In the material below, find all lines with the string "DrainGuard" and copy them.
[[ Dataset excerpts, beginning ]]
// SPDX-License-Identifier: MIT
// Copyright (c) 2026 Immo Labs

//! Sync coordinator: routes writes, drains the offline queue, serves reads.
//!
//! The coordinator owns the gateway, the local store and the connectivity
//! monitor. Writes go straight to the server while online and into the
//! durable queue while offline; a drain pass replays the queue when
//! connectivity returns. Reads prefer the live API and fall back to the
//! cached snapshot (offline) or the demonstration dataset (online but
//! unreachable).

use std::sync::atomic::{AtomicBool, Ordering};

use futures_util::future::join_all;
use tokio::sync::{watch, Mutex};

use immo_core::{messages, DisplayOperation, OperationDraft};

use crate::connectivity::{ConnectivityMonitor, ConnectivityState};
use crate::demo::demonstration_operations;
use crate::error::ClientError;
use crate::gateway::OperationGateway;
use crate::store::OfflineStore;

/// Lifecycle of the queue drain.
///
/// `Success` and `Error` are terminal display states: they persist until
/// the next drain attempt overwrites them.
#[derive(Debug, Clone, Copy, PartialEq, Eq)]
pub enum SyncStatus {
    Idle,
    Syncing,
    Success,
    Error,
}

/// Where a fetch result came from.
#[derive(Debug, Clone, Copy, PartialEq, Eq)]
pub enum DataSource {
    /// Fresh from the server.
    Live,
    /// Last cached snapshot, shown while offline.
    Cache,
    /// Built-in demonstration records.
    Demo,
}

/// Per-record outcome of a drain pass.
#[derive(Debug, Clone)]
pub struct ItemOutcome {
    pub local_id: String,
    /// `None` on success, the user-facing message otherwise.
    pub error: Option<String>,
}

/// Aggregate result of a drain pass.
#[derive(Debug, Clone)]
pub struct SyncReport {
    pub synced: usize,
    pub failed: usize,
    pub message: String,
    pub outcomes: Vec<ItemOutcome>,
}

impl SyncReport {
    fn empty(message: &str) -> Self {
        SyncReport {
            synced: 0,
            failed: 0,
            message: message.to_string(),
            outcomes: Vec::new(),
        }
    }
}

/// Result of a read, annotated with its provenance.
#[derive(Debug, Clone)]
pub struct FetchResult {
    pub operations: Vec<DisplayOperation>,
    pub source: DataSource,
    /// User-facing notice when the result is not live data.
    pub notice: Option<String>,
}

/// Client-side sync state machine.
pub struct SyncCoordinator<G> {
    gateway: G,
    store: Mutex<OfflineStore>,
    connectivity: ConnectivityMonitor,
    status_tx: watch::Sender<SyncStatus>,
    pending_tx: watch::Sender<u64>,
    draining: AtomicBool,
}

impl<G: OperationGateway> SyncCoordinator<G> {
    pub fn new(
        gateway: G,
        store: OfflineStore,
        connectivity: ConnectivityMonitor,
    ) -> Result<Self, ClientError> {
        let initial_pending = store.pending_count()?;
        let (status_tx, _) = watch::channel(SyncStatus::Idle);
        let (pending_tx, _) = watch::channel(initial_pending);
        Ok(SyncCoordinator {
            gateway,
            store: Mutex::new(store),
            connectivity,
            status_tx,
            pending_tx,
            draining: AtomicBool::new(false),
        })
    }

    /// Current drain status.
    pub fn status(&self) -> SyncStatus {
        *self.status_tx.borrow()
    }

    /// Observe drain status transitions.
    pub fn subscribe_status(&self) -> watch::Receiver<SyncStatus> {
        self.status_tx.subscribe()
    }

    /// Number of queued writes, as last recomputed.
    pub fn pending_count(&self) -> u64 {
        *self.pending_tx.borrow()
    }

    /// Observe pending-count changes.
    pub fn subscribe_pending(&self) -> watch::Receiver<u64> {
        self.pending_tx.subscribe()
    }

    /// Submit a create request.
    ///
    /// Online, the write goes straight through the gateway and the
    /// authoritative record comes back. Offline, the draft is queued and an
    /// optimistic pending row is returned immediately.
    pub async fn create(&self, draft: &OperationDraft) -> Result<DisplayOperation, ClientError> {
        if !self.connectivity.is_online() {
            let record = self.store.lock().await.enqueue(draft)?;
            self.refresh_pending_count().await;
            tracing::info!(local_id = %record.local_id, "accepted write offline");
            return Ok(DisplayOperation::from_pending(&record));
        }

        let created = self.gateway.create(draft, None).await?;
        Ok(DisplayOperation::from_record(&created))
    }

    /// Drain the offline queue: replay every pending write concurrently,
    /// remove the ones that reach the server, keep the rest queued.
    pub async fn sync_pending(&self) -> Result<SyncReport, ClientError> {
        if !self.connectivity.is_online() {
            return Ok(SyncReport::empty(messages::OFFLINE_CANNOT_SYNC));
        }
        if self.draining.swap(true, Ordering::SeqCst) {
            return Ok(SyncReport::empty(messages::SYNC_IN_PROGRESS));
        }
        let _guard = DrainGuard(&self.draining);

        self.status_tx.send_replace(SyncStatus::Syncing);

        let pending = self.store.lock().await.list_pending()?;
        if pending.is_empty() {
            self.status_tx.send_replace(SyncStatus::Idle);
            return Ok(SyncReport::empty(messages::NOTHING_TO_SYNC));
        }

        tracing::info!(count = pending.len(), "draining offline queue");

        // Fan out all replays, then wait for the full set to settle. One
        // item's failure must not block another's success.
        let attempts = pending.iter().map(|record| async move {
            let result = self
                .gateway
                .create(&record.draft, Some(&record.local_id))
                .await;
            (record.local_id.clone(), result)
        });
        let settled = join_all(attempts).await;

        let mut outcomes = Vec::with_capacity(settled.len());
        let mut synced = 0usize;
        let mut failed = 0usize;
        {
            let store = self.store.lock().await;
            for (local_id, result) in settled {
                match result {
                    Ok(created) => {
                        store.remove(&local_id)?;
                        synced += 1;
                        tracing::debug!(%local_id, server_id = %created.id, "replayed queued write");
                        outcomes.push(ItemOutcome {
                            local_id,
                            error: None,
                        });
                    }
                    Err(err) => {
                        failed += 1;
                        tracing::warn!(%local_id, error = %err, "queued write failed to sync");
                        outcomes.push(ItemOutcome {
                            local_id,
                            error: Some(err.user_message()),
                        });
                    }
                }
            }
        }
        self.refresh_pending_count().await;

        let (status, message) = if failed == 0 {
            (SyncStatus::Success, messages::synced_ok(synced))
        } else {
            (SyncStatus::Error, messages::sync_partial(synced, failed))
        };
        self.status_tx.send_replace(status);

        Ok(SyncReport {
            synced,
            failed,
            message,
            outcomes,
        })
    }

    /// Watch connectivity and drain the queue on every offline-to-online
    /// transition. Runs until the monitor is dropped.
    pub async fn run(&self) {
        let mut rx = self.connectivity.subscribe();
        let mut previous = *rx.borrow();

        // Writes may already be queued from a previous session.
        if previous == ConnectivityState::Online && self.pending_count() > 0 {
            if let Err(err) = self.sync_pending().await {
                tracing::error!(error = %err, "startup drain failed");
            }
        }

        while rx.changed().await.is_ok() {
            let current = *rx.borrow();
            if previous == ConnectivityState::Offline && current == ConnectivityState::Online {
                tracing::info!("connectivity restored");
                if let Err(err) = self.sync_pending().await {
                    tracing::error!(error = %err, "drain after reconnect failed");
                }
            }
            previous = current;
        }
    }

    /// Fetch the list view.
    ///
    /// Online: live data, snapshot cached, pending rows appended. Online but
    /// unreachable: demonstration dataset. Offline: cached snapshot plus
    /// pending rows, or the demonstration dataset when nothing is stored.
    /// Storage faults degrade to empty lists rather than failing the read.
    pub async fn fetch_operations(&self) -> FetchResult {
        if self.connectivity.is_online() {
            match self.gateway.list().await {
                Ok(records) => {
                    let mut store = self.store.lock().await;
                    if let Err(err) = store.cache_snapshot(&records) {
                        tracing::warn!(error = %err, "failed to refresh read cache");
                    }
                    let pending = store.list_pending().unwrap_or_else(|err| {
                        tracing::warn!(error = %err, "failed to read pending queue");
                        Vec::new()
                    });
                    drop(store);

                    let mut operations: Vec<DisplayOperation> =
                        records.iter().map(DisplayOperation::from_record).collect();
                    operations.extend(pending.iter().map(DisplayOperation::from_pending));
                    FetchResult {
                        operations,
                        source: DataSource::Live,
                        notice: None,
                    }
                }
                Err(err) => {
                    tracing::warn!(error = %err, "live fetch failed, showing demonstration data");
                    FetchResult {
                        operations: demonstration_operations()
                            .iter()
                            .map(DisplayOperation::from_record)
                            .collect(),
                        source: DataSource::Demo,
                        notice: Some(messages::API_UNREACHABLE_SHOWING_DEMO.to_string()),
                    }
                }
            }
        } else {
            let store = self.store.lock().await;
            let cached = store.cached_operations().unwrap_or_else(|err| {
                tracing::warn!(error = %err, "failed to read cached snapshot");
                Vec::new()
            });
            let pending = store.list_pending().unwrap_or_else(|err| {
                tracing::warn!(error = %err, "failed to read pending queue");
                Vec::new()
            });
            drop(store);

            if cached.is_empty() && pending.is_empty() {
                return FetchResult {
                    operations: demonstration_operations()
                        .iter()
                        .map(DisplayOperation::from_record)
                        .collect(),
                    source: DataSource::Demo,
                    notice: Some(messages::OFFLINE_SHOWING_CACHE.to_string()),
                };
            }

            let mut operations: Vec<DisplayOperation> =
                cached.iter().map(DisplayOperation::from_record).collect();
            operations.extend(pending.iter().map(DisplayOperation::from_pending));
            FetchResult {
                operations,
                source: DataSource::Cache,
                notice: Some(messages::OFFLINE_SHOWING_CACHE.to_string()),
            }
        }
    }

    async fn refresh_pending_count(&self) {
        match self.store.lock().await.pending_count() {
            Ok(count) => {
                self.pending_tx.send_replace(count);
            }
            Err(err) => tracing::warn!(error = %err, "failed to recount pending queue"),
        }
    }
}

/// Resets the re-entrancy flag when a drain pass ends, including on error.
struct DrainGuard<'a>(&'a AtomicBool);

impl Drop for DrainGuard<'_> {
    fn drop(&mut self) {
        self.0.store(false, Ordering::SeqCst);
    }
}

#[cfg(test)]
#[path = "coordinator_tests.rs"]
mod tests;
[[ Dataset excerpts, end ]]
[[ Dataset excerpts, beginning ]]
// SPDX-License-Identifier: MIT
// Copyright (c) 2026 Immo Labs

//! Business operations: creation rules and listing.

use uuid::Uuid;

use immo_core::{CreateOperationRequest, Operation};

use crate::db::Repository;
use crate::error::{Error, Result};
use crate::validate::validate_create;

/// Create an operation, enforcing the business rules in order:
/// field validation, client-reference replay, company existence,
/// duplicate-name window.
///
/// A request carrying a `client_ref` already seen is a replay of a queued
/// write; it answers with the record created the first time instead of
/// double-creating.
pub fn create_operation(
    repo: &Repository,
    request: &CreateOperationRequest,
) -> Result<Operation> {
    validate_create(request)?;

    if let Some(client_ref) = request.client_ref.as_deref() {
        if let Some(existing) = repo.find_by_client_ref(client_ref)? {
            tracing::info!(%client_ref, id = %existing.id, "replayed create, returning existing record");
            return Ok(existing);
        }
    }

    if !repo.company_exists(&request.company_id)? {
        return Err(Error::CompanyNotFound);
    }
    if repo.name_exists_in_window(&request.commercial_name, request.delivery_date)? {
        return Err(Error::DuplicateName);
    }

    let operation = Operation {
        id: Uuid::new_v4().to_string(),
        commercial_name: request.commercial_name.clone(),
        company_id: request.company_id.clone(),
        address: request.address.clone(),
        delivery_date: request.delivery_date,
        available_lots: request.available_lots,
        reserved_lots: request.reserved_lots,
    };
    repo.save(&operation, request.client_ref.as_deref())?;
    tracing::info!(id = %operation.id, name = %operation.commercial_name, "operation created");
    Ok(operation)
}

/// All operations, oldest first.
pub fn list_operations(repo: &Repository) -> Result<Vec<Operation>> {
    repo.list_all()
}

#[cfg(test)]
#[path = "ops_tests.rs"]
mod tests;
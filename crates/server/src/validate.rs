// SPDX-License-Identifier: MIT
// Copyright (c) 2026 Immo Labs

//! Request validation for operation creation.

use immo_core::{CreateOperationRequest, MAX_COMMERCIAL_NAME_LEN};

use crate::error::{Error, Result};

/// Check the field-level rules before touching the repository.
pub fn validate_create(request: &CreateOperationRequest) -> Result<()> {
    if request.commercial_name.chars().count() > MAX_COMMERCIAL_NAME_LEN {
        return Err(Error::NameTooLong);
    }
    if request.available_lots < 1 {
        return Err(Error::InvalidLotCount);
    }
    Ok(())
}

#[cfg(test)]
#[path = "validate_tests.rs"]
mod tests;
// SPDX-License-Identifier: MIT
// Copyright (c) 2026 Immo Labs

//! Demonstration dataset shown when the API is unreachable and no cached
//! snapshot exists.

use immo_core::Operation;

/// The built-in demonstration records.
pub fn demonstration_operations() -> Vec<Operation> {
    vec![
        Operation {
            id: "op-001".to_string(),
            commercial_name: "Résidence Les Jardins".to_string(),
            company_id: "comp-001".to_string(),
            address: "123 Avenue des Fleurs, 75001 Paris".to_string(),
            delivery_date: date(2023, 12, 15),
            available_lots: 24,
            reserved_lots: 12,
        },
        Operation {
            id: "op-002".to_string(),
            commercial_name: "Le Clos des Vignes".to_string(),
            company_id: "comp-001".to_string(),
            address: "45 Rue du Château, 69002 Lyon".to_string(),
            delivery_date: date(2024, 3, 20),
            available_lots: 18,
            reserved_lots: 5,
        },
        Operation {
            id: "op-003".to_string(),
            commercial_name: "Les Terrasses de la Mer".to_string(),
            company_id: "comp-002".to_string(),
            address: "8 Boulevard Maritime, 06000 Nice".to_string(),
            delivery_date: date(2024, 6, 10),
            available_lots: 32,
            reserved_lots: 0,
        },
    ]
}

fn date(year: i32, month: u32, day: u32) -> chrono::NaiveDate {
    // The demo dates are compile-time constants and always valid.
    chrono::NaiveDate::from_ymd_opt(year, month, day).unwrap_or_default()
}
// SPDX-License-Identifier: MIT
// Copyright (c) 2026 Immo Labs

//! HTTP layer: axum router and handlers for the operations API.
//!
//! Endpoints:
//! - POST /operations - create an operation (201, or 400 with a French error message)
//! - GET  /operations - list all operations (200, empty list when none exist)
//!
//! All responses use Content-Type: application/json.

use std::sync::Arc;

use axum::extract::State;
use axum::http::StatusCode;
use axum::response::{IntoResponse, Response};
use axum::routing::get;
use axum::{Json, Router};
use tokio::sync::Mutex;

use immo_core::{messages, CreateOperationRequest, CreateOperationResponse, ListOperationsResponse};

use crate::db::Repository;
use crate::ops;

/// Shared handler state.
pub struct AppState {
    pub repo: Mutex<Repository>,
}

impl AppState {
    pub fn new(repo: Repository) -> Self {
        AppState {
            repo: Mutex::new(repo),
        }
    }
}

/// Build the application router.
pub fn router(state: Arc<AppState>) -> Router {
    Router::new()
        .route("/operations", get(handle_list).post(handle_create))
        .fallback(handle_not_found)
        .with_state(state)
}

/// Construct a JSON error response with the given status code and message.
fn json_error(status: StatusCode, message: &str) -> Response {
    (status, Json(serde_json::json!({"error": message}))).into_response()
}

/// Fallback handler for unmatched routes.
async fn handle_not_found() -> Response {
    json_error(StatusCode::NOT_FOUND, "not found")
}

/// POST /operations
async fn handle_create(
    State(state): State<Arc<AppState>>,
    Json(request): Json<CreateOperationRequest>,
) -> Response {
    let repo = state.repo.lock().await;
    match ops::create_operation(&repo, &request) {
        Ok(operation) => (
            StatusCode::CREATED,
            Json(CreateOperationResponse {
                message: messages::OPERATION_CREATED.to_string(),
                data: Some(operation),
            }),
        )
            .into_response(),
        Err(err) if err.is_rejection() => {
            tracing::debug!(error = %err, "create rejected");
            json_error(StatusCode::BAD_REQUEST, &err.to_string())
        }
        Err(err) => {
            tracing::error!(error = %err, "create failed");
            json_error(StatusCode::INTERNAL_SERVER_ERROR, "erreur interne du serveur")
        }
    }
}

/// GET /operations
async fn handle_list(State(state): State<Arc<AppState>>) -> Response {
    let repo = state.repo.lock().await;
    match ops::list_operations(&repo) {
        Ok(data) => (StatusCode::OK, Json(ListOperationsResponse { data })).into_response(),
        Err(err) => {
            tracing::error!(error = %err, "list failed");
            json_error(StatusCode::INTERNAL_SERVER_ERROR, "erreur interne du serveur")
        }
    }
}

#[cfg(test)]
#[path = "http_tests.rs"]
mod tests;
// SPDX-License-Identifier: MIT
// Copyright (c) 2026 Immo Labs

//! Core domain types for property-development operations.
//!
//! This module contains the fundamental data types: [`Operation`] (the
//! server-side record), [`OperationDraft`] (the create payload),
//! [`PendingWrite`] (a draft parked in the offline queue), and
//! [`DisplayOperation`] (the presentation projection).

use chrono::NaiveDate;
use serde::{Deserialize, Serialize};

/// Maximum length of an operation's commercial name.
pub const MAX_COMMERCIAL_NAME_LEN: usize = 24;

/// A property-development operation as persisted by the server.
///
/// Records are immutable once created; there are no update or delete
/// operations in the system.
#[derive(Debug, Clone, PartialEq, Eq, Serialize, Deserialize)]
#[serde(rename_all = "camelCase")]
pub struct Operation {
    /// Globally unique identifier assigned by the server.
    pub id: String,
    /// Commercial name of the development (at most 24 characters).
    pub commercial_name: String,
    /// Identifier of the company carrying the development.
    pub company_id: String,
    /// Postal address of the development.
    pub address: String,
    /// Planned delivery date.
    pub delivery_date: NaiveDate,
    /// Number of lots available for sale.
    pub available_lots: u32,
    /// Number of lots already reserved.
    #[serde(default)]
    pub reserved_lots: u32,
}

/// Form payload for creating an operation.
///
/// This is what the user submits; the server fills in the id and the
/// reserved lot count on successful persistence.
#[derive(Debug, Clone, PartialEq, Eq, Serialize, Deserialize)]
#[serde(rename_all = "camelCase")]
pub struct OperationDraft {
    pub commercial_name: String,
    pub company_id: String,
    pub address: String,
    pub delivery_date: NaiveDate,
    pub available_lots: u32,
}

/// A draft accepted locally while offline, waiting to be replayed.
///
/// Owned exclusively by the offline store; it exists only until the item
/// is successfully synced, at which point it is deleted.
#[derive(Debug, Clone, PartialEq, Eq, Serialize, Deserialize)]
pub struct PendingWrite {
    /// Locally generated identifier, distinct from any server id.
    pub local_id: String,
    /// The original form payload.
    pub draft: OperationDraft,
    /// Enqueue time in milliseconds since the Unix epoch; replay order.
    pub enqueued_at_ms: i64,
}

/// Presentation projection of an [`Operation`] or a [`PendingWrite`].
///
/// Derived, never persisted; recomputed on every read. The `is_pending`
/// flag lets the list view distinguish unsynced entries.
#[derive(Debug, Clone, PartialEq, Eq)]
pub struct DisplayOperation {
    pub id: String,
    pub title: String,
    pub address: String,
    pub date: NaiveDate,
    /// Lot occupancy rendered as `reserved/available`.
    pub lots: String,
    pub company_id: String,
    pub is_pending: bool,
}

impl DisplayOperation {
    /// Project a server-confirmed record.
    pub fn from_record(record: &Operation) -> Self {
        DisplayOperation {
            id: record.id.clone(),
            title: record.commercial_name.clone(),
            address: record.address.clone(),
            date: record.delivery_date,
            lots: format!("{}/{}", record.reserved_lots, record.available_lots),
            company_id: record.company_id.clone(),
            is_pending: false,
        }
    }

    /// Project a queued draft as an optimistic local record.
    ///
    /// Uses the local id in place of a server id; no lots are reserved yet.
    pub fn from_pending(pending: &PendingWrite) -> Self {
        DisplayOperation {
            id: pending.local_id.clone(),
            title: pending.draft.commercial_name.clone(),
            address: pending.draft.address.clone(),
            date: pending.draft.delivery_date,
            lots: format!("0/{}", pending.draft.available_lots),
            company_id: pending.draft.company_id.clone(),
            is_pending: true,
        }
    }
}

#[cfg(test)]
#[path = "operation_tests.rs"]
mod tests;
[[ Dataset excerpts, end ]]
> **Expected answer**
        let _guard = DrainGuard(&self.draining);
struct DrainGuard<'a>(&'a AtomicBool);
impl Drop for DrainGuard<'_> {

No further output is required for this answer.